By Carina Cruz Benson

Two boys knocked at the door of the Children’s Center to request for snacks.   Asked if they wanted to join my lecture on exercise, nutrition and personal hygiene, only one said yes and the other opted to leave. It was Augustine who stayed and that was how we met.

Being the first student to be in my class, I chatted with him. He was 11 years old; he was at the shelter with his mother for three weeks at that point because his father beat them up. He was from California. Augustine wanted to be a cop because he wanted to help people.

It struck me that Augustine was a different child because he wanted to help people despite the fact that he was at the shelter getting help. I told him then that he was special and that I believed he could become a cop. I shook his hand and made him promise to keep his dream alive and become a cop when he grows up.

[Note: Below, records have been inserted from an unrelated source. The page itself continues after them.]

//! Grid coordinates.

use core::fmt;

/// A cell coordinate on a board, `(row, col)`, zero-based.
///
/// Coordinates are signed so that positions off the top or left edge can be
/// expressed and rejected by the board rather than wrapping around.
#[derive(Debug, Clone, Copy, PartialEq, Eq, Hash, PartialOrd, Ord)]
#[cfg_attr(feature = "std", derive(serde::Serialize, serde::Deserialize))]
pub struct Position {
    pub row: i32,
    pub col: i32,
}

impl Position {
    pub const fn new(row: i32, col: i32) -> Self {
        Self { row, col }
    }

    /// Position shifted by `dr` rows and `dc` columns.
    pub const fn offset(self, dr: i32, dc: i32) -> Self {
        Self::new(self.row + dr, self.col + dc)
    }

    /// Like `offset`, but `None` if either coordinate overflows.
    pub const fn checked_offset(self, dr: i32, dc: i32) -> Option<Self> {
        match (self.row.checked_add(dr), self.col.checked_add(dc)) {
            (Some(row), Some(col)) => Some(Self::new(row, col)),
            _ => None,
        }
    }

    /// Whether `(row + col)` is even.
    pub const fn is_even_parity(self) -> bool {
        (self.row.rem_euclid(2) + self.col.rem_euclid(2)) % 2 == 0
    }
}

impl fmt::Display for Position {
    fn fmt(&self, f: &mut fmt::Formatter<'_>) -> fmt::Result {
        write!(f, "({},{})", self.row, self.col)
    }
}
//! Game board state: cell grid, placed ships, shot resolution.

use alloc::string::String;
use alloc::vec;
use alloc::vec::Vec;
use core::fmt::{self, Write};
use rand::Rng;

use crate::common::{BoardError, FireOutcome};
use crate::config::{DEFAULT_COLS, DEFAULT_ROWS, FLEET, MAX_CELLS, PLACEMENT_ATTEMPTS};
use crate::position::Position;
use crate::ship::{Orientation, Ship, ShipType};

/// State of a single grid cell.
#[derive(Debug, Clone, Copy, PartialEq, Eq, Hash, Default)]
#[cfg_attr(feature = "std", derive(serde::Serialize, serde::Deserialize))]
pub enum CellState {
    #[default]
    Empty,
    ShipPresent,
    Hit,
    Miss,
}

impl CellState {
    /// `Hit` and `Miss` are terminal: firing there again has no effect.
    pub fn is_resolved(self) -> bool {
        matches!(self, CellState::Hit | CellState::Miss)
    }

    fn symbol(self, reveal_ships: bool) -> char {
        match self {
            CellState::Empty => '.',
            CellState::ShipPresent if reveal_ships => 'S',
            CellState::ShipPresent => '.',
            CellState::Hit => 'X',
            CellState::Miss => 'o',
        }
    }
}

/// A `rows × cols` grid together with the ships placed on it.
#[derive(Clone, PartialEq, Eq)]
pub struct Board {
    rows: usize,
    cols: usize,
    cells: Vec<CellState>,
    ships: Vec<Ship>,
}

impl Board {
    /// Create an empty board. Both dimensions must be non-zero and the grid
    /// may hold at most `MAX_CELLS` cells.
    pub fn new(rows: usize, cols: usize) -> Result<Self, BoardError> {
        let cells = rows.checked_mul(cols).unwrap_or(usize::MAX);
        if rows == 0 || cols == 0 || cells > MAX_CELLS {
            return Err(BoardError::InvalidDimensions { rows, cols });
        }
        Ok(Board {
            rows,
            cols,
            cells: vec![CellState::Empty; rows * cols],
            ships: Vec::new(),
        })
    }

    pub fn rows(&self) -> usize {
        self.rows
    }

    pub fn cols(&self) -> usize {
        self.cols
    }

    /// Ships in placement order.
    pub fn ships(&self) -> &[Ship] {
        &self.ships
    }

    pub fn in_bounds(&self, pos: Position) -> bool {
        self.index(pos).is_some()
    }

    fn index(&self, pos: Position) -> Option<usize> {
        let row = usize::try_from(pos.row).ok()?;
        let col = usize::try_from(pos.col).ok()?;
        (row < self.rows && col < self.cols).then_some(row * self.cols + col)
    }

    fn checked_index(&self, pos: Position) -> Result<usize, BoardError> {
        self.index(pos).ok_or(BoardError::OutOfBounds {
            row: pos.row,
            col: pos.col,
        })
    }

    /// Every position on the board in row-major order.
    pub fn positions(&self) -> impl Iterator<Item = Position> + '_ {
        let cols = self.cols as i32;
        (0..self.rows as i32).flat_map(move |r| (0..cols).map(move |c| Position::new(r, c)))
    }

    /// State of the cell at `pos`.
    pub fn cell_state(&self, pos: Position) -> Result<CellState, BoardError> {
        let idx = self.checked_index(pos)?;
        Ok(self.cells[idx])
    }

    /// Whether `pos` is on the board and already hit or missed.
    pub fn is_resolved(&self, pos: Position) -> bool {
        self.index(pos)
            .is_some_and(|idx| self.cells[idx].is_resolved())
    }

    /// In-bounds cells that have not been fired at, row-major.
    pub fn unresolved(&self) -> Vec<Position> {
        self.positions()
            .filter(|&p| !self.is_resolved(p))
            .collect()
    }

    /// The ship that would occupy `start`, if every hull cell is on the board and empty.
    fn check_placement(
        &self,
        ship_type: ShipType,
        start: Position,
        orientation: Orientation,
    ) -> Result<Ship, BoardError> {
        let ship =
            Ship::try_new(ship_type, start, orientation).ok_or(BoardError::ShipOutOfBounds)?;
        for &pos in ship.hull() {
            let idx = self.index(pos).ok_or(BoardError::ShipOutOfBounds)?;
            if self.cells[idx] != CellState::Empty {
                return Err(BoardError::ShipOverlaps);
            }
        }
        Ok(ship)
    }

    /// Place a ship, reporting why a rejected placement failed.
    /// The board is untouched on error.
    pub fn try_place_ship(
        &mut self,
        ship_type: ShipType,
        start: Position,
        orientation: Orientation,
    ) -> Result<(), BoardError> {
        let ship = self.check_placement(ship_type, start, orientation)?;
        for &pos in ship.hull() {
            let idx = self.checked_index(pos)?;
            self.cells[idx] = CellState::ShipPresent;
        }
        log::debug!(
            "placed {} at {} {:?}",
            ship_type,
            start,
            orientation
        );
        self.ships.push(ship);
        Ok(())
    }

    /// Place a ship. Returns `false`, leaving the board unchanged, if any
    /// cell is out of bounds or already taken.
    pub fn place_ship(
        &mut self,
        ship_type: ShipType,
        start: Position,
        orientation: Orientation,
    ) -> bool {
        self.try_place_ship(ship_type, start, orientation).is_ok()
    }

    /// Fire at `pos` and report what happened.
    pub fn fire_at(&mut self, pos: Position) -> Result<FireOutcome, BoardError> {
        let idx = self.checked_index(pos)?;
        if self.cells[idx].is_resolved() {
            return Ok(FireOutcome::AlreadyTried);
        }
        if self.cells[idx] == CellState::ShipPresent {
            if let Some(ship) = self.ships.iter_mut().find(|s| s.occupies(pos)) {
                self.cells[idx] = CellState::Hit;
                ship.register_hit(pos);
                if ship.is_sunk() {
                    log::info!("{} sunk at {}", ship.ship_type(), pos);
                    return Ok(FireOutcome::Sunk(ship.ship_type()));
                }
                return Ok(FireOutcome::Hit);
            }
        }
        self.cells[idx] = CellState::Miss;
        Ok(FireOutcome::Miss)
    }

    /// Returns `true` when all ships are sunk. A board without ships counts
    /// as sunk.
    pub fn all_sunk(&self) -> bool {
        self.ships.iter().all(Ship::is_sunk)
    }

    /// Text grid with row and column indices. Ships are drawn only when
    /// `reveal_ships` is set; hits and misses are always drawn.
    pub fn render(&self, reveal_ships: bool) -> String {
        let mut out = String::new();
        // Writing into a String cannot fail.
        let _ = self.write_grid(&mut out, reveal_ships);
        out
    }

    fn write_grid<W: Write>(&self, out: &mut W, reveal_ships: bool) -> fmt::Result {
        out.write_str("   ")?;
        for c in 0..self.cols {
            write!(out, "{:2} ", c)?;
        }
        out.write_char('\n')?;
        for r in 0..self.rows {
            write!(out, "{:2} ", r)?;
            for cell in &self.cells[r * self.cols..(r + 1) * self.cols] {
                write!(out, " {} ", cell.symbol(reveal_ships))?;
            }
            out.write_char('\n')?;
        }
        Ok(())
    }

    /// Returns a random legal (start, orientation) for `ship_type`.
    ///
    /// After `PLACEMENT_ATTEMPTS` failed random picks the board is scanned in
    /// row-major order, trying horizontal then vertical at each cell.
    pub fn random_placement<R: Rng + ?Sized>(
        &self,
        rng: &mut R,
        ship_type: ShipType,
    ) -> Result<(Position, Orientation), BoardError> {
        let len = ship_type.size();
        for _ in 0..PLACEMENT_ATTEMPTS {
            let orient = if rng.random() {
                Orientation::Horizontal
            } else {
                Orientation::Vertical
            };
            // start offsets across and along the ship's length
            let (across_span, along_span) = match orient {
                Orientation::Horizontal => (self.rows, (self.cols + 1).saturating_sub(len)),
                Orientation::Vertical => (self.cols, (self.rows + 1).saturating_sub(len)),
            };
            if along_span == 0 {
                continue;
            }
            let across = rng.random_range(0..across_span) as i32;
            let along = rng.random_range(0..along_span) as i32;
            let start = match orient {
                Orientation::Horizontal => Position::new(across, along),
                Orientation::Vertical => Position::new(along, across),
            };
            if self.check_placement(ship_type, start, orient).is_ok() {
                return Ok((start, orient));
            }
        }

        log::warn!(
            "random placement of {} failed {} times, scanning board",
            ship_type,
            PLACEMENT_ATTEMPTS
        );
        for start in self.positions() {
            for orient in [Orientation::Horizontal, Orientation::Vertical] {
                if self.check_placement(ship_type, start, orient).is_ok() {
                    return Ok((start, orient));
                }
            }
        }
        Err(BoardError::FleetDoesNotFit(ship_type))
    }

    /// Place every ship of the fleet at random, in catalog order.
    pub fn place_fleet_randomly<R: Rng + ?Sized>(&mut self, rng: &mut R) -> Result<(), BoardError> {
        for ship_type in FLEET {
            let (start, orient) = self.random_placement(rng, ship_type)?;
            self.try_place_ship(ship_type, start, orient)?;
        }
        Ok(())
    }
}

impl Default for Board {
    fn default() -> Self {
        Board {
            rows: DEFAULT_ROWS,
            cols: DEFAULT_COLS,
            cells: vec![CellState::Empty; DEFAULT_ROWS * DEFAULT_COLS],
            ships: Vec::new(),
        }
    }
}

impl fmt::Debug for Board {
    fn fmt(&self, f: &mut fmt::Formatter<'_>) -> fmt::Result {
        writeln!(f, "Board {}x{} {{", self.rows, self.cols)?;
        self.write_grid(f, true)?;
        writeln!(f, "  ships: {:?}", self.ships)?;
        write!(f, "}}")
    }
}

Up to twenty children came for my lecture and they were at the shelter because either their mothers were in dire economic straits or they were battered women. As I asked questions throughout my lecture, Augustine always raised his hand to answer and there were times I called on him during which he unflinchingly stated a wrong answer but an answer nevertheless. He was bold but willing to learn.

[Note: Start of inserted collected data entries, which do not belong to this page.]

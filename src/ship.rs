//! Ship catalog and placed ship instances.

use alloc::collections::BTreeSet;
use alloc::vec::Vec;
use core::fmt;

use crate::position::Position;

/// Orientation of a ship on the board.
#[derive(Debug, Clone, Copy, PartialEq, Eq, Hash)]
#[cfg_attr(feature = "std", derive(serde::Serialize, serde::Deserialize))]
pub enum Orientation {
    Horizontal,
    Vertical,
}

impl Orientation {
    /// Map a `horizontal` flag onto an orientation.
    pub const fn from_horizontal(horizontal: bool) -> Self {
        if horizontal {
            Orientation::Horizontal
        } else {
            Orientation::Vertical
        }
    }

    /// Unit step `(dr, dc)` along the ship's length.
    pub const fn step(self) -> (i32, i32) {
        match self {
            Orientation::Horizontal => (0, 1),
            Orientation::Vertical => (1, 0),
        }
    }
}

/// Kind of ship. Each kind has a fixed length.
#[derive(Debug, Clone, Copy, PartialEq, Eq, Hash, PartialOrd, Ord)]
#[cfg_attr(feature = "std", derive(serde::Serialize, serde::Deserialize))]
pub enum ShipType {
    Carrier,
    Battleship,
    Cruiser,
    Submarine,
    Destroyer,
}

impl ShipType {
    /// Every ship kind, in catalog order.
    pub const ALL: [ShipType; 5] = [
        ShipType::Carrier,
        ShipType::Battleship,
        ShipType::Cruiser,
        ShipType::Submarine,
        ShipType::Destroyer,
    ];

    /// Number of cells the ship occupies.
    pub const fn size(self) -> usize {
        match self {
            ShipType::Carrier => 5,
            ShipType::Battleship => 4,
            ShipType::Cruiser | ShipType::Submarine => 3,
            ShipType::Destroyer => 2,
        }
    }

    /// Ship's name.
    pub const fn name(self) -> &'static str {
        match self {
            ShipType::Carrier => "Carrier",
            ShipType::Battleship => "Battleship",
            ShipType::Cruiser => "Cruiser",
            ShipType::Submarine => "Submarine",
            ShipType::Destroyer => "Destroyer",
        }
    }
}

impl fmt::Display for ShipType {
    fn fmt(&self, f: &mut fmt::Formatter<'_>) -> fmt::Result {
        f.write_str(self.name())
    }
}

/// A ship placed on a board: its hull and the hull cells hit so far.
#[derive(Clone, PartialEq, Eq)]
pub struct Ship {
    ship_type: ShipType,
    origin: Position,
    orientation: Orientation,
    hull: Vec<Position>,
    hits: BTreeSet<Position>,
}

impl Ship {
    /// Lay out a ship from `origin` along `orientation`.
    ///
    /// No bounds or overlap checks happen here; the board validates the hull
    /// before accepting the ship. The hull must fit within the range of `i32`.
    pub fn new(ship_type: ShipType, origin: Position, orientation: Orientation) -> Self {
        let (dr, dc) = orientation.step();
        let hull = (0..ship_type.size() as i32)
            .map(|i| origin.offset(dr * i, dc * i))
            .collect();
        Ship {
            ship_type,
            origin,
            orientation,
            hull,
            hits: BTreeSet::new(),
        }
    }

    /// Like `new`, but `None` if the hull would run past the range of `i32`.
    pub fn try_new(
        ship_type: ShipType,
        origin: Position,
        orientation: Orientation,
    ) -> Option<Self> {
        let (dr, dc) = orientation.step();
        let last = ship_type.size() as i32 - 1;
        origin.checked_offset(dr * last, dc * last)?;
        Some(Self::new(ship_type, origin, orientation))
    }

    /// Record a hit at `pos`. Returns `false` if `pos` is not part of the hull.
    pub fn register_hit(&mut self, pos: Position) -> bool {
        if self.occupies(pos) {
            self.hits.insert(pos);
            true
        } else {
            false
        }
    }

    /// Check if the ship is sunk (all segments hit).
    pub fn is_sunk(&self) -> bool {
        self.hits.len() == self.hull.len()
    }

    pub fn occupies(&self, pos: Position) -> bool {
        self.hull.contains(&pos)
    }

    /// Cells occupied by the ship, starting at the origin.
    pub fn hull(&self) -> &[Position] {
        &self.hull
    }

    pub fn hit_count(&self) -> usize {
        self.hits.len()
    }

    pub fn ship_type(&self) -> ShipType {
        self.ship_type
    }

    pub fn origin(&self) -> Position {
        self.origin
    }

    pub fn orientation(&self) -> Orientation {
        self.orientation
    }
}

impl fmt::Debug for Ship {
    fn fmt(&self, f: &mut fmt::Formatter<'_>) -> fmt::Result {
        write!(
            f,
            "Ship {{ name: \"{}\", origin: {}, orientation: {:?}, hits: {}/{}{} }}",
            self.ship_type.name(),
            self.origin,
            self.orientation,
            self.hits.len(),
            self.hull.len(),
            if self.is_sunk() { ", sunk" } else { "" },
        )
    }
}
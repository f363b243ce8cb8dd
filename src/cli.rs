#![cfg(feature = "std")]

//! Text parsing and setup prompts for the console front end. Malformed
//! answers to setup questions fall back to the defaults instead of aborting.

use std::io::Write;

use crate::{
    ai::Difficulty,
    config::{GameConfig, GameMode, RepeatShotPolicy, DEFAULT_COLS, DEFAULT_ROWS, MAX_CELLS},
    player_cli::{read_trimmed, LineSource},
    position::Position,
    ship::Orientation,
    GameError,
};

/// Parse `row col`.
pub fn parse_target(input: &str) -> Option<Position> {
    let mut parts = input.split_whitespace();
    let row = parts.next()?.parse().ok()?;
    let col = parts.next()?.parse().ok()?;
    Some(Position::new(row, col))
}

/// Parse `row col h|v`; any word starting with `h` or `v` names the orientation.
pub fn parse_placement(input: &str) -> Option<(Position, Orientation)> {
    let mut parts = input.split_whitespace();
    let row = parts.next()?.parse().ok()?;
    let col = parts.next()?.parse().ok()?;
    let orient = match parts.next()?.chars().next()?.to_ascii_lowercase() {
        'h' => Orientation::Horizontal,
        'v' => Orientation::Vertical,
        _ => return None,
    };
    Some((Position::new(row, col), orient))
}

/// Parse `rows cols` (or `rows x cols`). Both must be positive and the grid
/// no larger than `MAX_CELLS`.
pub fn parse_dimensions(input: &str) -> Option<(usize, usize)> {
    let mut parts = input
        .split(|c: char| c.is_whitespace() || c == 'x' || c == 'X')
        .filter(|s| !s.is_empty());
    let rows: usize = parts.next()?.parse().ok()?;
    let cols: usize = parts.next()?.parse().ok()?;
    let fits = rows.checked_mul(cols).is_some_and(|n| n <= MAX_CELLS);
    (rows > 0 && cols > 0 && fits).then_some((rows, cols))
}

/// Values fixed on the command line; anything left `None` is prompted for.
#[derive(Debug, Clone, Copy, Default)]
pub struct SetupAnswers {
    pub rows: Option<usize>,
    pub cols: Option<usize>,
    pub mode: Option<GameMode>,
    pub difficulty: Option<Difficulty>,
    pub repeat_shots: RepeatShotPolicy,
}

const MODE_LABELS: [(GameMode, &str); 3] = [
    (GameMode::HumanVsHuman, "human vs human"),
    (GameMode::HumanVsCpu, "human vs computer"),
    (GameMode::CpuVsCpu, "computer vs computer"),
];

fn mode_menu() -> String {
    let options: Vec<String> = MODE_LABELS
        .iter()
        .map(|(mode, label)| format!("{}) {}", mode.menu_index(), label))
        .collect();
    format!(
        "Game mode: {} (default {})",
        options.join(" "),
        GameMode::default().menu_index()
    )
}

fn difficulty_menu() -> String {
    let options: Vec<String> = [Difficulty::Easy, Difficulty::Medium, Difficulty::Hard]
        .iter()
        .map(|d| format!("{}) {}", d.menu_index(), d))
        .collect();
    format!(
        "Choose computer difficulty: {} (default {})",
        options.join(" "),
        Difficulty::default()
    )
}

fn ask<I: LineSource, O: Write>(
    input: &mut I,
    output: &mut O,
    question: &str,
) -> Result<String, GameError> {
    writeln!(output, "{}", question)?;
    write!(output, "> ")?;
    output.flush()?;
    match read_trimmed(input) {
        Err(GameError::InputClosed) => Ok(String::new()),
        other => other,
    }
}

/// Fill in a `GameConfig`, asking only for what `answers` leaves open.
pub fn prompt_config<I: LineSource, O: Write>(
    input: &mut I,
    output: &mut O,
    answers: SetupAnswers,
) -> Result<GameConfig, GameError> {
    let mut config = GameConfig {
        repeat_shots: answers.repeat_shots,
        ..GameConfig::default()
    };

    match (answers.rows, answers.cols) {
        (Some(rows), Some(cols)) => {
            config.rows = rows;
            config.cols = cols;
        }
        (rows, cols) => {
            let line = ask(
                input,
                output,
                &format!(
                    "Board size as rows cols (default {}x{}). Press Enter to continue:",
                    DEFAULT_ROWS, DEFAULT_COLS
                ),
            )?;
            if !line.is_empty() {
                match parse_dimensions(&line) {
                    Some((r, c)) => {
                        config.rows = r;
                        config.cols = c;
                    }
                    None => writeln!(output, "Using default {}x{}.", DEFAULT_ROWS, DEFAULT_COLS)?,
                }
            }
            config.rows = rows.unwrap_or(config.rows);
            config.cols = cols.unwrap_or(config.cols);
        }
    }

    config.mode = match answers.mode {
        Some(mode) => mode,
        None => {
            let line = ask(input, output, &mode_menu())?;
            line.parse().unwrap_or_default()
        }
    };

    if config.mode == GameMode::HumanVsCpu {
        config.difficulty = match answers.difficulty {
            Some(d) => d,
            None => {
                let line = ask(input, output, &difficulty_menu())?;
                line.parse().unwrap_or_default()
            }
        };
    } else if let Some(d) = answers.difficulty {
        config.difficulty = d;
    }

    Ok(config)
}

/// Ask for a player name, using `default` when the answer is blank.
pub fn prompt_name<I: LineSource, O: Write>(
    input: &mut I,
    output: &mut O,
    question: &str,
    default: &str,
) -> Result<String, GameError> {
    let line = ask(input, output, question)?;
    Ok(if line.is_empty() {
        default.to_string()
    } else {
        line
    })
}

At the end of the lecture, I met Augustine’s mother. She was an attendee in my previous lecture for women in goal setting and time management. I remembered her because during my lecture for the women’s group, she said that she had faith that her life will get better when I asked about her current circumstances. That explained Augustine to me. His mother was a battered woman in dire straits but had faith and is now working towards making her life better for her son.

There are so many interesting characters from all walks of life that I meet during my journey as a missionary, each one with a story to tell. I have no doubt Augustine and his mother will fare well in the future because their spirituality will make them resilient as they face their current predicament. Their homelessness and poverty are not a permanent state and they will eventually succeed at turning things around. I do no doubt it at all.